## Dataset content
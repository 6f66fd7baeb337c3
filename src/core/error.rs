//! Error types for netmark.

use std::net::SocketAddr;

use thiserror::Error;

/// Top-level netmark errors.
#[derive(Debug, Error)]
pub enum NetmarkError {
    /// Invalid run configuration.
    #[error("configuration error: {0}")]
    Config(String),

    /// Server could not open its port. Fatal at startup.
    #[error("failed to bind {addr}: {source}")]
    Bind {
        /// Address the server tried to bind.
        addr: SocketAddr,
        /// Underlying socket error.
        source: std::io::Error,
    },

    /// Client could not reach the server. Fatal for that session, no retry.
    #[error("cannot reach server on {addr}: {source}")]
    Connect {
        /// Address the client tried to reach.
        addr: SocketAddr,
        /// Underlying socket error.
        source: std::io::Error,
    },

    /// Host name did not resolve to any address.
    #[error("cannot resolve '{0}'")]
    Resolve(String),

    /// I/O error.
    #[error("i/o error: {0}")]
    Io(#[from] std::io::Error),
}
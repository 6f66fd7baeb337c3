//! Deterministic in-memory transport.
//!
//! Links a client session and a server session directly through their
//! event queues, with a configurable set of data sequences silently
//! dropped on the client-to-server direction. Drives the simulated-clock
//! end-to-end tests without sockets or real time.

use std::collections::HashSet;
use std::net::SocketAddr;

use tokio::sync::mpsc;

use super::{wire, Framing, Outgoing, TransportHandle};
use crate::session::{EventSender, SessionEvent};

/// Synthetic address for the simulated client endpoint.
pub fn client_addr() -> SocketAddr {
    "127.0.0.1:1".parse().expect("valid address")
}

/// Synthetic address for the simulated server endpoint.
pub fn server_addr() -> SocketAddr {
    "127.0.0.1:2".parse().expect("valid address")
}

/// Loss pattern applied to the client-to-server direction.
#[derive(Debug, Clone, Default)]
pub struct LossPattern {
    drop: HashSet<u64>,
}

impl LossPattern {
    /// Lossless link.
    pub fn none() -> Self {
        Self::default()
    }

    /// Drop exactly the given data sequences.
    pub fn drop_seqs(seqs: impl IntoIterator<Item = u64>) -> Self {
        Self {
            drop: seqs.into_iter().collect(),
        }
    }

    fn should_drop(&self, frame: &wire::Frame) -> bool {
        matches!(frame, wire::Frame::Data { seq, .. } if self.drop.contains(seq))
    }
}

/// Spawn a simulated link pair.
///
/// Returns the client-side and server-side handles. Frames sent through
/// either handle are decoded and delivered to the opposite queue; data
/// sends still complete (the buffer returns to the sender) even when the
/// frame itself is dropped, mirroring a lossy network where the local
/// send always succeeds.
pub fn spawn_pair(
    framing: Framing,
    client_events: EventSender,
    server_events: EventSender,
    loss: LossPattern,
) -> (TransportHandle, TransportHandle) {
    let (client_handle, client_rx) = TransportHandle::channel();
    let (server_handle, server_rx) = TransportHandle::channel();

    tokio::spawn(forward(
        framing,
        client_rx,
        client_events.clone(),
        server_events.clone(),
        client_addr(),
        loss,
    ));
    tokio::spawn(forward(
        framing,
        server_rx,
        server_events,
        client_events,
        server_addr(),
        LossPattern::none(),
    ));

    (client_handle, server_handle)
}

async fn forward(
    framing: Framing,
    mut rx: mpsc::Receiver<Outgoing>,
    own_events: EventSender,
    peer_events: EventSender,
    own_addr: SocketAddr,
    loss: LossPattern,
) {
    while let Some(out) = rx.recv().await {
        if let Ok(frame) = wire::decode_frame(framing, &out.frame) {
            if !loss.should_drop(&frame) {
                let _ = peer_events.send(SessionEvent::Frame {
                    frame,
                    from: own_addr,
                });
            }
        }
        if out.ack && own_events.send(SessionEvent::SendComplete(out.frame)).is_err() {
            return;
        }
    }
}

#[cfg(test)]
mod tests {
    use super::*;
    use crate::session::event_queue;
    use crate::transport::Frame;

    #[tokio::test]
    async fn test_frames_cross_the_link() {
        let (client_tx, mut client_rx) = event_queue();
        let (server_tx, mut server_rx) = event_queue();
        let (client, server) = spawn_pair(
            Framing::Datagram,
            client_tx,
            server_tx,
            LossPattern::none(),
        );

        client
            .send_control(wire::encode_start(Framing::Datagram, 10))
            .await
            .unwrap();
        assert!(matches!(
            server_rx.recv().await.unwrap(),
            SessionEvent::Frame {
                frame: Frame::Start {
                    packets_per_interval: 10
                },
                ..
            }
        ));

        server
            .send_control(wire::encode_start_ack(Framing::Datagram))
            .await
            .unwrap();
        assert!(matches!(
            client_rx.recv().await.unwrap(),
            SessionEvent::Frame {
                frame: Frame::StartAck,
                ..
            }
        ));
    }

    #[tokio::test]
    async fn test_dropped_sequence_still_completes() {
        let (client_tx, mut client_rx) = event_queue();
        let (server_tx, mut server_rx) = event_queue();
        let (client, _server) = spawn_pair(
            Framing::Datagram,
            client_tx,
            server_tx,
            LossPattern::drop_seqs([1]),
        );

        for seq in 0..3u64 {
            let mut buf = Vec::new();
            wire::encode_data(Framing::Datagram, &mut buf, 8, seq, 0);
            client.send(buf).await.unwrap();
        }

        // Every send completes locally.
        for _ in 0..3 {
            assert!(matches!(
                client_rx.recv().await.unwrap(),
                SessionEvent::SendComplete(_)
            ));
        }

        // Only sequences 0 and 2 arrive.
        let mut seen = Vec::new();
        for _ in 0..2 {
            if let SessionEvent::Frame {
                frame: Frame::Data { seq, .. },
                ..
            } = server_rx.recv().await.unwrap()
            {
                seen.push(seq);
            }
        }
        assert_eq!(seen, vec![0, 2]);
        assert!(server_rx.try_recv().is_err());
    }
}
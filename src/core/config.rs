//! Run configuration.
//!
//! The CLI (or a test harness) builds one immutable [`RunConfig`] per run;
//! sessions consume it at creation time and never mutate it.

use super::constants;
use super::error::NetmarkError;
use crate::transport::wire::{sizes, Framing};

/// Which side of the benchmark this process runs.
#[derive(Debug, Clone, Copy, PartialEq, Eq)]
pub enum Role {
    /// Receives packets, tracks loss, reports per-interval statistics.
    Server,
    /// Generates packets at the configured rate.
    Client,
}

/// Transport flavor.
#[derive(Debug, Clone, Copy, PartialEq, Eq)]
pub enum Proto {
    /// Length-prefixed frames over a TCP connection.
    Tcp,
    /// One frame per datagram.
    Udp,
}

impl Proto {
    /// Wire framing used by this transport.
    pub fn framing(self) -> Framing {
        match self {
            Proto::Tcp => Framing::Stream,
            Proto::Udp => Framing::Datagram,
        }
    }
}

/// Immutable configuration for one benchmark run.
#[derive(Debug, Clone)]
pub struct RunConfig {
    /// Server or client.
    pub role: Role,
    /// TCP or UDP.
    pub proto: Proto,
    /// Server host (ignored in server mode).
    pub host: String,
    /// Server port.
    pub port: u16,
    /// Target rate in packets per second.
    pub rate: u32,
    /// Wire size of each packet in bytes, including framing overhead.
    pub payload: u32,
    /// Outstanding sends allowed before waiting for completions.
    pub bundle: u32,
    /// Stop the client after this many packets; `None` runs until
    /// interrupted.
    pub limit: Option<u64>,
}

impl Default for RunConfig {
    fn default() -> Self {
        Self {
            role: Role::Client,
            proto: Proto::Udp,
            host: constants::DEFAULT_HOST.to_string(),
            port: constants::DEFAULT_PORT,
            rate: constants::DEFAULT_RATE,
            payload: constants::DEFAULT_PAYLOAD,
            bundle: constants::DEFAULT_BUNDLE,
            limit: None,
        }
    }
}

impl RunConfig {
    /// Validate the configuration before any session is created.
    ///
    /// A payload smaller than the per-packet framing overhead cannot be
    /// encoded; the process reports it and exits rather than running
    /// degenerate.
    pub fn validate(&self) -> Result<(), NetmarkError> {
        let overhead = self.proto.framing().overhead();
        if (self.payload as usize) < overhead {
            return Err(NetmarkError::Config(format!(
                "payload needs to be at least {} bytes (framing overhead)",
                overhead
            )));
        }
        // The stream length prefix is a u16; an oversized frame would
        // silently announce a truncated body.
        if self.payload as usize > sizes::MAX_FRAME_SIZE {
            return Err(NetmarkError::Config(format!(
                "payload must not exceed {} bytes",
                sizes::MAX_FRAME_SIZE
            )));
        }
        if self.rate == 0 {
            return Err(NetmarkError::Config("rate must be at least 1".into()));
        }
        if self.bundle == 0 {
            return Err(NetmarkError::Config("bundle must be at least 1".into()));
        }
        Ok(())
    }

    /// Number of generated payload bytes per packet, excluding overhead.
    pub fn payload_len(&self) -> usize {
        self.payload as usize - self.proto.framing().overhead()
    }
}
//! Sequence-based loss detection.

/// How an arriving sequence number relates to the expected cursor.
#[derive(Debug, Clone, Copy, PartialEq, Eq)]
pub enum Arrival {
    /// The sequence we were waiting for.
    Expected,
    /// A gap: this many sequences were skipped and counted lost.
    Skipped(u64),
    /// A sequence below the cursor, treated as recovery of a lost packet.
    Late,
}

/// Classifies arriving sequence numbers and accumulates a loss count.
///
/// The tracker is memoryless beyond a single `next`-expected cursor: a gap
/// adds its width to `lost`, and any arrival below the cursor subtracts one.
/// The late-arrival path does not verify that the sequence was actually
/// counted lost, so duplicates or very late arrivals can drive `lost`
/// negative between report windows. This approximation is the measured
/// statistic; do not "fix" it.
///
/// A first packet with `seq != 0` registers as a startup gap and inflates
/// the first interval's loss count.
#[derive(Debug, Clone, Default)]
pub struct SequenceTracker {
    /// Next expected sequence number. Never decremented.
    next: u64,
    /// Packets counted lost since the last interval reset. Signed.
    lost: i64,
}

impl SequenceTracker {
    /// Create a tracker expecting sequence 0.
    pub fn new() -> Self {
        Self::default()
    }

    /// Observe an arriving sequence number, updating cursor and loss count.
    pub fn observe(&mut self, seq: u64) -> Arrival {
        if seq == self.next {
            self.next += 1;
            Arrival::Expected
        } else if seq > self.next {
            let skipped = seq - self.next;
            self.lost += skipped as i64;
            self.next = seq + 1;
            Arrival::Skipped(skipped)
        } else {
            self.lost -= 1;
            Arrival::Late
        }
    }

    /// Next expected sequence number.
    pub fn next_expected(&self) -> u64 {
        self.next
    }

    /// Loss count accumulated since the last interval reset.
    pub fn interval_lost(&self) -> i64 {
        self.lost
    }

    /// Close the current interval: return and zero the loss count.
    ///
    /// The cursor persists across resets.
    pub fn reset_interval(&mut self) -> i64 {
        std::mem::take(&mut self.lost)
    }
}
//! Transport collaborators.
//!
//! The session core never touches sockets. Each transport flavor runs
//! driver tasks that decode arriving bytes into [`wire::Frame`]s and push
//! them, together with connection and send-completion notifications,
//! into the owning session's single ordered event queue. Outbound frames
//! go through a [`TransportHandle`].
//!
//! ```text
//! ┌───────────────────────────────┐
//! │         Session               │   one task, one event queue
//! ├───────────────────────────────┤
//! │  TransportHandle │ events     │
//! ├───────────────────────────────┤
//! │  udp / tcp / sim driver tasks │
//! └───────────────────────────────┘
//! ```

pub mod sim;
pub mod tcp;
pub mod udp;
pub mod wire;

use std::net::SocketAddr;

use thiserror::Error;
use tokio::sync::mpsc;

pub use wire::{Frame, Framing, WireError};

/// Depth of the outbound frame queue between a session and its driver.
const SEND_QUEUE_DEPTH: usize = 64;

/// Transport-level failures surfaced to sessions.
#[derive(Debug, Error)]
pub enum TransportError {
    /// The driver task is gone; the link is unusable.
    #[error("transport closed")]
    Closed,
}

/// One outbound frame queued to a driver task.
#[derive(Debug)]
pub struct Outgoing {
    /// Encoded frame bytes.
    pub frame: Vec<u8>,
    /// Destination for unconnected (datagram server) sockets.
    pub to: Option<SocketAddr>,
    /// Whether the driver should report completion back to the session.
    /// Enabled for data sends so the credit window gets its buffers back;
    /// control frames go unacknowledged.
    pub ack: bool,
}

/// Outbound half of a transport link.
///
/// Cloneable; sends apply back-pressure through a bounded queue.
#[derive(Debug, Clone)]
pub struct TransportHandle {
    tx: mpsc::Sender<Outgoing>,
}

impl TransportHandle {
    /// Create a handle and the driver-side receiver for it.
    pub fn channel() -> (Self, mpsc::Receiver<Outgoing>) {
        let (tx, rx) = mpsc::channel(SEND_QUEUE_DEPTH);
        (Self { tx }, rx)
    }

    /// Queue a data frame; its buffer comes back as a send completion.
    pub async fn send(&self, frame: Vec<u8>) -> Result<(), TransportError> {
        self.push(Outgoing {
            frame,
            to: None,
            ack: true,
        })
        .await
    }

    /// Queue a control frame, no completion wanted.
    pub async fn send_control(&self, frame: Vec<u8>) -> Result<(), TransportError> {
        self.push(Outgoing {
            frame,
            to: None,
            ack: false,
        })
        .await
    }

    /// Queue a control frame to an explicit destination (datagram servers).
    pub async fn send_control_to(
        &self,
        frame: Vec<u8>,
        to: SocketAddr,
    ) -> Result<(), TransportError> {
        self.push(Outgoing {
            frame,
            to: Some(to),
            ack: false,
        })
        .await
    }

    async fn push(&self, out: Outgoing) -> Result<(), TransportError> {
        self.tx.send(out).await.map_err(|_| TransportError::Closed)
    }
}
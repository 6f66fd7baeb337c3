//! Per-interval statistics accumulation.

use std::fmt;

/// Received-packet and byte counters for the current interval.
///
/// Owned by a single session and mutated only from its event handler.
/// The session's 1-second report timer snapshots and zeroes the counters;
/// the sequence cursor lives in the tracker and survives the reset.
#[derive(Debug, Clone, Default)]
pub struct IntervalStats {
    received: u64,
    bytes: u64,
}

impl IntervalStats {
    /// Create zeroed counters.
    pub fn new() -> Self {
        Self::default()
    }

    /// Record one arrived packet of the given wire size.
    pub fn accumulate(&mut self, wire_len: usize) {
        self.received += 1;
        self.bytes += wire_len as u64;
    }

    /// Packets received this interval.
    pub fn received(&self) -> u64 {
        self.received
    }

    /// Bytes received this interval.
    pub fn bytes(&self) -> u64 {
        self.bytes
    }

    /// Close the interval: snapshot the counters together with the loss
    /// count and zero them.
    pub fn report(&mut self, lost: i64) -> IntervalReport {
        let report = IntervalReport {
            received: self.received,
            bytes: self.bytes,
            lost,
        };
        self.received = 0;
        self.bytes = 0;
        report
    }
}

/// One interval's worth of server-side statistics.
#[derive(Debug, Clone, Copy, PartialEq)]
pub struct IntervalReport {
    /// Packets received during the interval.
    pub received: u64,
    /// Bytes received during the interval, wire sizes included.
    pub bytes: u64,
    /// Packets counted lost during the interval. May be negative when late
    /// arrivals outnumber the losses counted in this window.
    pub lost: i64,
}

impl IntervalReport {
    /// Lost packets relative to received ones; 0.0 when nothing arrived.
    pub fn loss_ratio(&self) -> f64 {
        if self.received == 0 {
            0.0
        } else {
            self.lost as f64 / self.received as f64
        }
    }

    /// Received volume in mebibytes.
    pub fn megabytes(&self) -> f64 {
        self.bytes as f64 / (1024.0 * 1024.0)
    }

    /// Received volume in mebibits.
    pub fn megabits(&self) -> f64 {
        self.bytes as f64 * 8.0 / (1024.0 * 1024.0)
    }
}

impl fmt::Display for IntervalReport {
    fn fmt(&self, f: &mut fmt::Formatter<'_>) -> fmt::Result {
        write!(
            f,
            "received {}, lost {:.6} --> {:.3} MB/s",
            self.received,
            self.loss_ratio(),
            self.megabytes()
        )
    }
}

#[cfg(test)]
mod tests {
    use super::*;

    #[test]
    fn test_accumulate_counts_packets_and_bytes() {
        let mut stats = IntervalStats::new();
        stats.accumulate(1024);
        stats.accumulate(1024);
        assert_eq!(stats.received(), 2);
        assert_eq!(stats.bytes(), 2048);
    }

    #[test]
    fn test_report_zeroes_counters() {
        let mut stats = IntervalStats::new();
        stats.accumulate(512);
        let report = stats.report(3);
        assert_eq!(report.received, 1);
        assert_eq!(report.bytes, 512);
        assert_eq!(report.lost, 3);
        assert_eq!(stats.received(), 0);
        assert_eq!(stats.bytes(), 0);
    }

    #[test]
    fn test_loss_ratio_guards_empty_interval() {
        let report = IntervalReport {
            received: 0,
            bytes: 0,
            lost: 0,
        };
        assert_eq!(report.loss_ratio(), 0.0);
    }

    #[test]
    fn test_throughput_for_one_thousand_kibibyte_packets() {
        let report = IntervalReport {
            received: 1000,
            bytes: 1000 * 1024,
            lost: 0,
        };
        assert!((report.megabytes() - 0.9765625).abs() < 1e-9);
        assert!((report.megabits() - 7.8125).abs() < 1e-9);
    }

    #[test]
    fn test_negative_loss_passes_through() {
        let report = IntervalReport {
            received: 10,
            bytes: 100,
            lost: -2,
        };
        assert!(report.loss_ratio() < 0.0);
    }
}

## Instructions for the task
Out of the data above, set down the lines from the one with "number. Never decremented." to the one with "if seq == self.next", both included, exactly as written and with no additions.

## Solution to this task
    /// Next expected sequence number. Never decremented.
    next: u64,
    /// Packets counted lost since the last interval reset. Signed.
    lost: i64,
}

impl SequenceTracker {
    /// Create a tracker expecting sequence 0.
    pub fn new() -> Self {
        Self::default()
    }

    /// Observe an arriving sequence number, updating cursor and loss count.
    pub fn observe(&mut self, seq: u64) -> Arrival {
        if seq == self.next {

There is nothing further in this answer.